The irony, though, is that extremely privileged and wealthy men and women in positions of great power and influence held this breakfast in the name of gender equality. Now I would have thought the very presence around the table of Theresa May, Angela Merkel, and Christine Lagarde would have rendered the entire purpose moot, but apparently not. If there is an inequality that needs addressing in most if not all the societies represented at the G7 it is that which exists between the ruling classes and everyone else. Nowhere is this yawning chasm better demonstrated than by Christine Lagarde herself; she is the woman with the pink handkerchief in her blazer in the photo above, and head of the IMF. Here’s an article from 2016:
International Monetary Fund chief Christine Lagarde has been convicted over her role in a controversial €400m (£355m) payment to a businessman.
French judges found Ms Lagarde guilty of negligence for failing to challenge the state arbitration payout to the friend of former French President Nicolas Sarkozy.

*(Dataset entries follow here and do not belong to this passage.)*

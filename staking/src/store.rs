//! Ordered key-value store abstraction.
//!
//! The staking engine does not own persistence; it consumes an ordered,
//! byte-keyed store with prefix iteration.  Two implementations live here:
//!
//! - [`MemStore`]: a plain `BTreeMap`, used as the committed state in tests
//!   and by hosts that keep module state in memory.
//! - [`CacheStore`]: a write-buffering overlay over any other store.  A host
//!   runs one block against a `CacheStore` and calls [`CacheStore::commit`]
//!   only when the whole block succeeded; dropping it discards every write.

use {
    crate::error::{StakingError, StakingResult},
    borsh::{BorshDeserialize, BorshSerialize},
    std::collections::BTreeMap,
};

/// Key/value pairs returned by a prefix scan, ascending by raw key bytes.
pub type KvPairs = Vec<(Vec<u8>, Vec<u8>)>;

/// Value written under pure index keys whose information lives in the key.
pub const INDEX_MARKER: &[u8] = &[1];

/// Ordered byte-keyed store.
///
/// `iter_prefix` returns a snapshot, so callers may freely mutate the store
/// while walking the result.
pub trait KvStore {
    fn get(&self, key: &[u8]) -> Option<Vec<u8>>;

    fn set(&mut self, key: Vec<u8>, value: Vec<u8>);

    fn delete(&mut self, key: &[u8]);

    /// All entries whose key starts with `prefix`, ascending by key bytes.
    fn iter_prefix(&self, prefix: &[u8]) -> KvPairs;

    fn has(&self, key: &[u8]) -> bool {
        self.get(key).is_some()
    }
}

// ---------------------------------------------------------------------------
// MemStore
// ---------------------------------------------------------------------------

/// In-memory ordered store.
#[derive(Debug, Clone, Default, PartialEq, Eq)]
pub struct MemStore {
    entries: BTreeMap<Vec<u8>, Vec<u8>>,
}

impl MemStore {
    pub fn new() -> Self {
        Self::default()
    }

    pub fn len(&self) -> usize {
        self.entries.len()
    }

    pub fn is_empty(&self) -> bool {
        self.entries.is_empty()
    }
}

impl KvStore for MemStore {
    fn get(&self, key: &[u8]) -> Option<Vec<u8>> {
        self.entries.get(key).cloned()
    }

    fn set(&mut self, key: Vec<u8>, value: Vec<u8>) {
        self.entries.insert(key, value);
    }

    fn delete(&mut self, key: &[u8]) {
        self.entries.remove(key);
    }

    fn iter_prefix(&self, prefix: &[u8]) -> KvPairs {
        self.entries
            .range(prefix.to_vec()..)
            .take_while(|(key, _)| key.starts_with(prefix))
            .map(|(key, value)| (key.clone(), value.clone()))
            .collect()
    }
}

// ---------------------------------------------------------------------------
// CacheStore
// ---------------------------------------------------------------------------

/// Block-scoped write buffer.
///
/// Reads see the buffered writes layered over the parent.  Nothing reaches
/// the parent until [`commit`](Self::commit); a failed block simply drops the
/// cache, which is the whole-block rollback the host relies on.
pub struct CacheStore<'a> {
    parent: &'a mut dyn KvStore,
    /// `None` marks a buffered delete.
    writes: BTreeMap<Vec<u8>, Option<Vec<u8>>>,
}

impl<'a> CacheStore<'a> {
    pub fn new(parent: &'a mut dyn KvStore) -> Self {
        Self {
            parent,
            writes: BTreeMap::new(),
        }
    }

    /// Number of buffered writes (sets and deletes).
    pub fn pending_writes(&self) -> usize {
        self.writes.len()
    }

    /// Flush every buffered write into the parent store.
    pub fn commit(self) {
        let Self { parent, writes } = self;
        for (key, value) in writes {
            match value {
                Some(value) => parent.set(key, value),
                None => parent.delete(&key),
            }
        }
    }

    /// Drop every buffered write.
    pub fn discard(self) {}
}

impl KvStore for CacheStore<'_> {
    fn get(&self, key: &[u8]) -> Option<Vec<u8>> {
        match self.writes.get(key) {
            Some(buffered) => buffered.clone(),
            None => self.parent.get(key),
        }
    }

    fn set(&mut self, key: Vec<u8>, value: Vec<u8>) {
        self.writes.insert(key, Some(value));
    }

    fn delete(&mut self, key: &[u8]) {
        self.writes.insert(key.to_vec(), None);
    }

    fn iter_prefix(&self, prefix: &[u8]) -> KvPairs {
        let mut merged: BTreeMap<Vec<u8>, Vec<u8>> =
            self.parent.iter_prefix(prefix).into_iter().collect();
        for (key, value) in self
            .writes
            .range(prefix.to_vec()..)
            .take_while(|(key, _)| key.starts_with(prefix))
        {
            match value {
                Some(value) => {
                    merged.insert(key.clone(), value.clone());
                }
                None => {
                    merged.remove(key);
                }
            }
        }
        merged.into_iter().collect()
    }
}

// ---------------------------------------------------------------------------
// Borsh helpers
// ---------------------------------------------------------------------------

pub fn decode<T: BorshDeserialize>(bytes: &[u8]) -> StakingResult<T> {
    borsh::from_slice(bytes).map_err(|err| StakingError::Codec(err.to_string()))
}

pub fn encode<T: BorshSerialize>(value: &T) -> StakingResult<Vec<u8>> {
    borsh::to_vec(value).map_err(|err| StakingError::Codec(err.to_string()))
}

/// Read and decode the value under `key`, `None` when absent.
pub fn get_object<T: BorshDeserialize>(
    store: &dyn KvStore,
    key: &[u8],
) -> StakingResult<Option<T>> {
    store.get(key).map(|bytes| decode(&bytes)).transpose()
}

pub fn set_object<T: BorshSerialize>(
    store: &mut dyn KvStore,
    key: Vec<u8>,
    value: &T,
) -> StakingResult<()> {
    store.set(key, encode(value)?);
    Ok(())
}
//! TRv1 Staking Integration Tests
//!
//! Block-level integration test suite for the TRv1 staking engine.
//!
//! # Subsystems Tested
//!
//! 1. **Delegation**: bonding, unbonding and redelegation queues, whole-block
//!    rollback, supply conservation
//! 2. **Slashing**: double-sign evidence, exit-queue slashing by infraction
//!    height, stale evidence, downtime penalties
//! 3. **Liveness**: missed-block window, deactivation, reactivation, closing
//!    after the survival period
//! 4. **Validator Set**: `max_validator_count` cap, update ordering, tie
//!    breaking, re-entry after eviction

pub mod harness;
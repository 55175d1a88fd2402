//! TRv1 Property-Based Invariant Tests
//!
//! Uses proptest to verify critical staking invariants across:
//! - Delegation ledger bookkeeping and supply conservation
//! - Slash budgets and infraction-height filtering
//! - Liveness window accounting
//! - Validator set selection

pub mod ledger_invariants;
pub mod liveness_invariants;
pub mod selection_invariants;
pub mod slashing_invariants;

Yes, that’s right: she has a criminal conviction after passing a bung.
The Court of Justice of the Republic, a special tribunal for ministers, could have given Ms Lagarde up to one-year in prison and a €13,000 fine.
But they didn’t. Instead:
The 60-year-old, following a week-long trial in Paris, was not given any sentence and will not be punished.
Oh. How fortunate for Ms Lagarde!
I remember when this happened, and the authorities were almost apologetic in their treatment of this pillar of the French elite. It explains why the charge was one of negligence and not the more serious corruption, and why she walked away scot-free, smiles and handshakes all-round despite having been found guilty. And here she is, this convicted criminal whose privileged position allowed her to evade punishment and even keep her job at the IMF, hosting an “equality” breakfast.
Let me ask, if it were you or I who’d done what she’d done, do you think we’d have kept our jobs and be attending breakfasts at jamborees? Or would be languishing in a jail somewhere? Equality, indeed.